**What is required**
All lines in the records below with the word "IndexOutOfRange" must be returned.

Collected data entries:
//! sheen.toml handling

use std::fs;
use std::path::{Path, PathBuf};

use anyhow::{Context, Result};
use sheen_controller::SheenConfig;

/// File name looked up in a directory
pub const CONFIG_FILE: &str = "sheen.toml";

/// Resolve a `--config` argument: a file, or a directory holding sheen.toml.
fn config_path(path: &Path) -> PathBuf {
    if path.is_file() {
        path.to_path_buf()
    } else {
        path.join(CONFIG_FILE)
    }
}

/// Parse configuration text.
pub fn parse(content: &str) -> Result<SheenConfig> {
    toml::from_str(content).context("Invalid sheen configuration")
}

/// Load configuration from a file or a directory (looks for sheen.toml)
pub fn load_from_dir(path: &Path) -> Result<SheenConfig> {
    let config_path = config_path(path);

    if !config_path.exists() {
        anyhow::bail!(
            "No {} found in {}. Run `sheen config init` to create one.",
            CONFIG_FILE,
            path.display()
        );
    }

    let content = fs::read_to_string(&config_path)
        .with_context(|| format!("Failed to read {}", config_path.display()))?;

    let config = parse(&content)
        .with_context(|| format!("Failed to parse {}", config_path.display()))?;

    tracing::debug!(path = %config_path.display(), "Loaded configuration");
    Ok(config)
}

/// Load the explicit `--config`, else `./sheen.toml` if present, else defaults.
pub fn load(explicit: Option<&Path>) -> Result<SheenConfig> {
    match explicit {
        Some(path) => load_from_dir(path),
        None if Path::new(CONFIG_FILE).exists() => load_from_dir(Path::new(".")),
        None => Ok(SheenConfig::default()),
    }
}

/// Serialize to TOML string
pub fn to_toml(config: &SheenConfig) -> Result<String> {
    toml::to_string_pretty(config).context("Failed to serialize config")
}

/// Write a default sheen.toml into `dir`. Refuses to overwrite unless `force`.
pub fn init(dir: &Path, force: bool) -> Result<PathBuf> {
    let config_path = dir.join(CONFIG_FILE);
    if config_path.exists() && !force {
        anyhow::bail!(
            "{} already exists. Use --force to overwrite it.",
            config_path.display()
        );
    }

    fs::create_dir_all(dir).with_context(|| format!("Failed to create {}", dir.display()))?;
    fs::write(&config_path, to_toml(&SheenConfig::default())?)
        .with_context(|| format!("Failed to write {}", config_path.display()))?;

    Ok(config_path)
}

#[cfg(test)]
mod tests {
    use super::*;
    use sheen_controller::TargetRulePolicy;

    #[test]
    fn test_empty_file_is_default() {
        assert_eq!(parse("").unwrap(), SheenConfig::default());
    }

    #[test]
    fn test_partial_file() {
        let config = parse(
            r#"
[controller]
target_policy = "first"

[panel]
debounce_ms = 150
"#,
        )
        .unwrap();

        assert_eq!(config.controller.target_policy, TargetRulePolicy::First);
        assert_eq!(config.controller.name_probe_limit, 20);
        assert_eq!(config.panel.debounce_ms, 150);
        assert_eq!(config.selection.attempts, 10);
    }

    #[test]
    fn test_default_round_trips_through_toml() {
        let text = to_toml(&SheenConfig::default()).unwrap();
        assert!(text.contains("target_policy = \"prefer-second\""));
        assert_eq!(parse(&text).unwrap(), SheenConfig::default());
    }

    #[test]
    fn test_load_from_dir_names_the_file() {
        let dir = std::env::temp_dir().join(format!("sheen-config-{}", std::process::id()));
        fs::create_dir_all(&dir).unwrap();
        fs::write(dir.join(CONFIG_FILE), "[panel]\ndebounce_ms = \"fast\"\n").unwrap();

        let err = load_from_dir(&dir).unwrap_err();
        assert!(format!("{err:#}").contains("Failed to parse"));
        assert!(format!("{err:#}").contains(CONFIG_FILE));

        fs::write(dir.join(CONFIG_FILE), "[panel]\ndebounce_ms = 250\n").unwrap();
        assert_eq!(load_from_dir(&dir).unwrap().panel.debounce_ms, 250);
        assert_eq!(load_from_dir(&dir.join(CONFIG_FILE)).unwrap().panel.debounce_ms, 250);

        fs::remove_dir_all(&dir).unwrap();
    }

    #[test]
    fn test_unknown_policy_is_rejected() {
        assert!(parse("[controller]\ntarget_policy = \"middle\"\n").is_err());
    }
}
//! The three effect kinds the editor works with

use std::fmt::{Display, Formatter};
use std::str::FromStr;

use serde::{Deserialize, Serialize};
use thiserror::Error;

/// A CSS effect the panel can edit and apply.
#[derive(Clone, Copy, Debug, PartialEq, Eq, Hash, Serialize, Deserialize)]
#[serde(rename_all = "kebab-case")]
pub enum EffectKind {
    /// `box-shadow`
    BoxShadow,
    /// `text-shadow`
    TextShadow,
    /// Gradient form of `background-image`
    Gradient,
}

impl EffectKind {
    /// Every kind, in tab order.
    pub const ALL: [EffectKind; 3] = [
        EffectKind::BoxShadow,
        EffectKind::TextShadow,
        EffectKind::Gradient,
    ];

    /// CSS property this kind writes.
    pub fn property(self) -> &'static str {
        match self {
            Self::BoxShadow => "box-shadow",
            Self::TextShadow => "text-shadow",
            Self::Gradient => "background-image",
        }
    }

    /// Stable tab id.
    pub fn tab_id(self) -> &'static str {
        match self {
            Self::BoxShadow => "box",
            Self::TextShadow => "text",
            Self::Gradient => "background",
        }
    }

    /// Prefix for style rules synthesized to carry this kind.
    pub fn rule_prefix(self) -> &'static str {
        match self {
            Self::BoxShadow => "box",
            Self::TextShadow => "text",
            Self::Gradient => "gradient",
        }
    }

    /// User-facing display name.
    pub fn display_name(self) -> &'static str {
        match self {
            Self::BoxShadow => "Box Shadow",
            Self::TextShadow => "Text Shadow",
            Self::Gradient => "Gradient",
        }
    }

    /// Slot index for per-kind bookkeeping arrays.
    pub fn index(self) -> usize {
        match self {
            Self::BoxShadow => 0,
            Self::TextShadow => 1,
            Self::Gradient => 2,
        }
    }
}

impl Display for EffectKind {
    fn fmt(&self, f: &mut Formatter<'_>) -> std::fmt::Result {
        f.write_str(self.display_name())
    }
}

/// Returned when a string names no effect kind.
#[derive(Error, Debug, Clone, PartialEq, Eq)]
#[error("unknown effect kind `{0}` (expected box, text or gradient)")]
pub struct UnknownEffectKind(pub String);

impl FromStr for EffectKind {
    type Err = UnknownEffectKind;

    fn from_str(s: &str) -> Result<Self, Self::Err> {
        match s.trim().to_ascii_lowercase().as_str() {
            "box" | "box-shadow" => Ok(Self::BoxShadow),
            "text" | "text-shadow" => Ok(Self::TextShadow),
            "gradient" | "background" | "background-image" => Ok(Self::Gradient),
            _ => Err(UnknownEffectKind(s.to_string())),
        }
    }
}
//! Control state for any effect kind

use serde::{Deserialize, Serialize};

use crate::gradient::GradientControls;
use crate::kind::EffectKind;
use crate::shadow::{BoxShadowControls, ShadowControls};

/// Controls of one effect kind.
#[derive(Clone, Debug, PartialEq, Serialize, Deserialize)]
#[serde(tag = "kind", rename_all = "kebab-case")]
pub enum EffectControls {
    BoxShadow(BoxShadowControls),
    TextShadow(ShadowControls),
    Gradient(GradientControls),
}

impl EffectControls {
    /// Mount/reset defaults for a kind.
    pub fn defaults(kind: EffectKind) -> Self {
        match kind {
            EffectKind::BoxShadow => Self::BoxShadow(BoxShadowControls::default()),
            EffectKind::TextShadow => Self::TextShadow(ShadowControls::default()),
            EffectKind::Gradient => Self::Gradient(GradientControls::default()),
        }
    }

    /// Parse a CSS value of the given kind. Never fails.
    pub fn parse(kind: EffectKind, value: &str) -> Self {
        match kind {
            EffectKind::BoxShadow => Self::BoxShadow(BoxShadowControls::parse(value)),
            EffectKind::TextShadow => Self::TextShadow(ShadowControls::parse(value)),
            EffectKind::Gradient => Self::Gradient(GradientControls::parse(value)),
        }
    }

    pub fn kind(&self) -> EffectKind {
        match self {
            Self::BoxShadow(_) => EffectKind::BoxShadow,
            Self::TextShadow(_) => EffectKind::TextShadow,
            Self::Gradient(_) => EffectKind::Gradient,
        }
    }

    /// The CSS property value.
    pub fn to_css(&self) -> String {
        match self {
            Self::BoxShadow(controls) => controls.to_css(),
            Self::TextShadow(controls) => controls.to_css(),
            Self::Gradient(controls) => controls.to_css(),
        }
    }

    /// A full declaration, e.g. `box-shadow: 0px 4px 8px 0px rgba(0, 0, 0, 0.25);`
    pub fn css_declaration(&self) -> String {
        css_declaration(self.kind(), &self.to_css())
    }
}

/// `{property}: {value};` for a kind.
pub fn css_declaration(kind: EffectKind, value: &str) -> String {
    format!("{}: {};", kind.property(), value)
}

impl From<BoxShadowControls> for EffectControls {
    fn from(controls: BoxShadowControls) -> Self {
        Self::BoxShadow(controls)
    }
}

impl From<ShadowControls> for EffectControls {
    fn from(controls: ShadowControls) -> Self {
        Self::TextShadow(controls)
    }
}

impl From<GradientControls> for EffectControls {
    fn from(controls: GradientControls) -> Self {
        Self::Gradient(controls)
    }
}
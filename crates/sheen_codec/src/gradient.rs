//! Gradient `background-image` values
//!
//! Syntax produced:
//! - `linear-gradient(<angle>deg, <color> <pos>%, ...)`
//! - `radial-gradient(circle, <color> <pos>%, ...)`
//!
//! Syntax accepted is looser: the type is found by substring, the angle by
//! the first `<number>deg` token, and stops by scanning for color tokens
//! each optionally followed by a percentage.

use std::fmt::{Display, Formatter};

use nom::{
    bytes::complete::tag_no_case,
    character::complete::{char, multispace0},
    number::complete::float,
    IResult,
};
use serde::{Deserialize, Serialize};
use thiserror::Error;
use tracing::debug;

use crate::color::{any_color, scan_with};

/// Angle used when a value names none.
pub const DEFAULT_ANGLE: u16 = 90;

/// Fewest stops a gradient may have.
pub const MIN_STOPS: usize = 2;

/// Gradient shape
#[derive(Clone, Copy, Debug, Default, PartialEq, Eq, Hash, Serialize, Deserialize)]
#[serde(rename_all = "lowercase")]
pub enum GradientType {
    #[default]
    Linear,
    Radial,
}

impl GradientType {
    pub fn as_str(self) -> &'static str {
        match self {
            Self::Linear => "linear",
            Self::Radial => "radial",
        }
    }
}

impl Display for GradientType {
    fn fmt(&self, f: &mut Formatter<'_>) -> std::fmt::Result {
        f.write_str(self.as_str())
    }
}

/// One color stop
#[derive(Clone, Debug, PartialEq, Eq, Serialize, Deserialize)]
pub struct ColorStop {
    /// Color token exactly as it should be written
    pub color: String,
    /// Position in percent, 0-100
    pub position: u8,
}

impl ColorStop {
    pub fn new(color: impl Into<String>, position: u8) -> Self {
        Self {
            color: color.into(),
            position: position.min(100),
        }
    }
}

/// Errors from editing the stop list
#[derive(Error, Debug, Clone, PartialEq, Eq)]
pub enum GradientEditError {
    /// Removing would leave fewer than two stops
    #[error("a gradient needs at least {MIN_STOPS} color stops (has {len})")]
    MinimumStops { len: usize },

    /// No stop at that index
    #[error("no color stop at index {index} (gradient has {len})")]
    IndexOutOfRange { index: usize, len: usize },
}

/// Gradient controls
///
/// The stop list always holds at least [`MIN_STOPS`] entries; every way of
/// building or editing one preserves that.
#[derive(Clone, Debug, PartialEq, Eq, Serialize, Deserialize)]
#[serde(try_from = "GradientRepr")]
pub struct GradientControls {
    #[serde(rename = "type")]
    pub kind: GradientType,
    /// Degrees, 0-360; only written for linear gradients
    angle: u16,
    colors: Vec<ColorStop>,
}

#[derive(Deserialize)]
struct GradientRepr {
    #[serde(rename = "type", default)]
    kind: GradientType,
    #[serde(default = "default_angle")]
    angle: u16,
    colors: Vec<ColorStop>,
}

fn default_angle() -> u16 {
    DEFAULT_ANGLE
}

impl TryFrom<GradientRepr> for GradientControls {
    type Error = GradientEditError;

    fn try_from(repr: GradientRepr) -> Result<Self, Self::Error> {
        GradientControls::new(repr.kind, repr.angle, repr.colors)
    }
}

impl Default for GradientControls {
    fn default() -> Self {
        Self {
            kind: GradientType::Linear,
            angle: DEFAULT_ANGLE,
            colors: vec![ColorStop::new("#6e8efb", 0), ColorStop::new("#a777e3", 100)],
        }
    }
}

impl GradientControls {
    /// Build controls from parts, rejecting stop lists shorter than two.
    pub fn new(
        kind: GradientType,
        angle: u16,
        colors: Vec<ColorStop>,
    ) -> Result<Self, GradientEditError> {
        if colors.len() < MIN_STOPS {
            return Err(GradientEditError::MinimumStops { len: colors.len() });
        }
        let colors = colors
            .into_iter()
            .map(|stop| ColorStop::new(stop.color, stop.position))
            .collect();
        Ok(Self {
            kind,
            angle: normalize_angle(f32::from(angle)),
            colors,
        })
    }

    /// Black to white, used whenever a value yields fewer than two stops.
    pub fn fallback_stops() -> Vec<ColorStop> {
        vec![ColorStop::new("#000000", 0), ColorStop::new("#ffffff", 100)]
    }

    pub fn angle(&self) -> u16 {
        self.angle
    }

    pub fn colors(&self) -> &[ColorStop] {
        &self.colors
    }

    /// Serialize to a `background-image` value.
    pub fn to_css(&self) -> String {
        let head = match self.kind {
            GradientType::Linear => format!("{}deg", self.angle),
            GradientType::Radial => "circle".to_string(),
        };
        let stops = self
            .colors
            .iter()
            .map(|stop| format!("{} {}%", stop.color, stop.position))
            .collect::<Vec<_>>()
            .join(", ");
        format!("{}-gradient({}, {})", self.kind, head, stops)
    }

    /// Parse a gradient value. Never fails.
    pub fn parse(value: &str) -> Self {
        parse_gradient(value)
    }

    pub fn set_type(&mut self, kind: GradientType) {
        self.kind = kind;
    }

    /// Set the angle, wrapping into 0-360.
    pub fn set_angle(&mut self, degrees: i32) {
        self.angle = normalize_angle(degrees as f32);
    }

    /// Append a black stop at 100%.
    pub fn add_color(&mut self) {
        self.colors.push(ColorStop::new("#000000", 100));
    }

    /// Remove the stop at `index`. Leaves the list untouched on error.
    pub fn remove_color(&mut self, index: usize) -> Result<ColorStop, GradientEditError> {
        let len = self.colors.len();
        if len <= MIN_STOPS {
            return Err(GradientEditError::MinimumStops { len });
        }
        if index >= len {
            return Err(GradientEditError::IndexOutOfRange { index, len });
        }
        Ok(self.colors.remove(index))
    }

    pub fn set_color(
        &mut self,
        index: usize,
        color: impl Into<String>,
    ) -> Result<(), GradientEditError> {
        let len = self.colors.len();
        let stop = self
            .colors
            .get_mut(index)
            .ok_or(GradientEditError::IndexOutOfRange { index, len })?;
        stop.color = color.into();
        Ok(())
    }

    /// Move a stop; positions clamp to 0-100.
    pub fn set_position(&mut self, index: usize, position: i32) -> Result<(), GradientEditError> {
        let len = self.colors.len();
        let stop = self
            .colors
            .get_mut(index)
            .ok_or(GradientEditError::IndexOutOfRange { index, len })?;
        stop.position = position.clamp(0, 100) as u8;
        Ok(())
    }
}

// ============================================================================
// Parsing
// ============================================================================

fn normalize_angle(degrees: f32) -> u16 {
    if !degrees.is_finite() {
        return DEFAULT_ANGLE;
    }
    let rounded = degrees.round() as i32;
    if (0..=360).contains(&rounded) {
        rounded as u16
    } else {
        rounded.rem_euclid(360) as u16
    }
}

fn angle_token(input: &str) -> IResult<&str, f32> {
    let (input, degrees) = float(input)?;
    let (input, _) = tag_no_case("deg")(input)?;
    Ok((input, degrees))
}

/// First `<number>deg` token in the value.
fn find_angle(value: &str) -> Option<f32> {
    value.char_indices().find_map(|(i, _)| {
        let boundary = value[..i]
            .chars()
            .next_back()
            .map_or(true, |c| !(c.is_ascii_alphanumeric() || c == '.' || c == '#'));
        if !boundary {
            return None;
        }
        angle_token(&value[i..]).ok().map(|(_, degrees)| degrees)
    })
}

fn stop_position(input: &str) -> IResult<&str, f32> {
    let (input, _) = multispace0(input)?;
    let (input, position) = float(input)?;
    let (input, _) = char('%')(input)?;
    Ok((input, position))
}

/// Scan color stops in order of appearance.
fn find_stops(value: &str) -> Vec<(String, Option<f32>)> {
    let mut stops = Vec::new();
    let mut cursor = 0;

    while let Some(found) = scan_with(value, cursor, any_color) {
        let mut end = found.range.end;
        let position = match stop_position(&value[end..]) {
            Ok((rest, position)) => {
                end = value.len() - rest.len();
                Some(position)
            }
            Err(_) => None,
        };
        stops.push((found.text.to_string(), position));
        cursor = end;
    }

    stops
}

/// Evenly spaced position for a stop with no explicit percentage.
fn interpolated_position(index: usize, total: usize) -> u8 {
    if total <= 1 {
        return 0;
    }
    ((index as f32 * 100.0) / (total - 1) as f32).round() as u8
}

fn clamp_position(position: f32) -> u8 {
    if position.is_finite() {
        position.round().clamp(0.0, 100.0) as u8
    } else {
        0
    }
}

/// Parse a gradient value into controls.
///
/// `radial-gradient` anywhere selects radial, anything else is linear. The
/// angle defaults to 90. Fewer than two recognizable stops are replaced by
/// a black-to-white pair.
pub fn parse_gradient(value: &str) -> GradientControls {
    let kind = if value.to_ascii_lowercase().contains("radial-gradient") {
        GradientType::Radial
    } else {
        GradientType::Linear
    };
    let angle = find_angle(value).map_or(DEFAULT_ANGLE, normalize_angle);

    let found = find_stops(value);
    let colors = if found.len() < MIN_STOPS {
        debug!(value = value, stops = found.len(), "Gradient has too few stops, using fallback");
        GradientControls::fallback_stops()
    } else {
        let total = found.len();
        found
            .into_iter()
            .enumerate()
            .map(|(index, (color, position))| {
                let position = position.map_or_else(
                    || interpolated_position(index, total),
                    clamp_position,
                );
                ColorStop { color, position }
            })
            .collect()
    };

    GradientControls {
        kind,
        angle,
        colors,
    }
}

**Answer section**
    IndexOutOfRange { index: usize, len: usize },
            return Err(GradientEditError::IndexOutOfRange { index, len });
            .ok_or(GradientEditError::IndexOutOfRange { index, len })?;
            .ok_or(GradientEditError::IndexOutOfRange { index, len })?;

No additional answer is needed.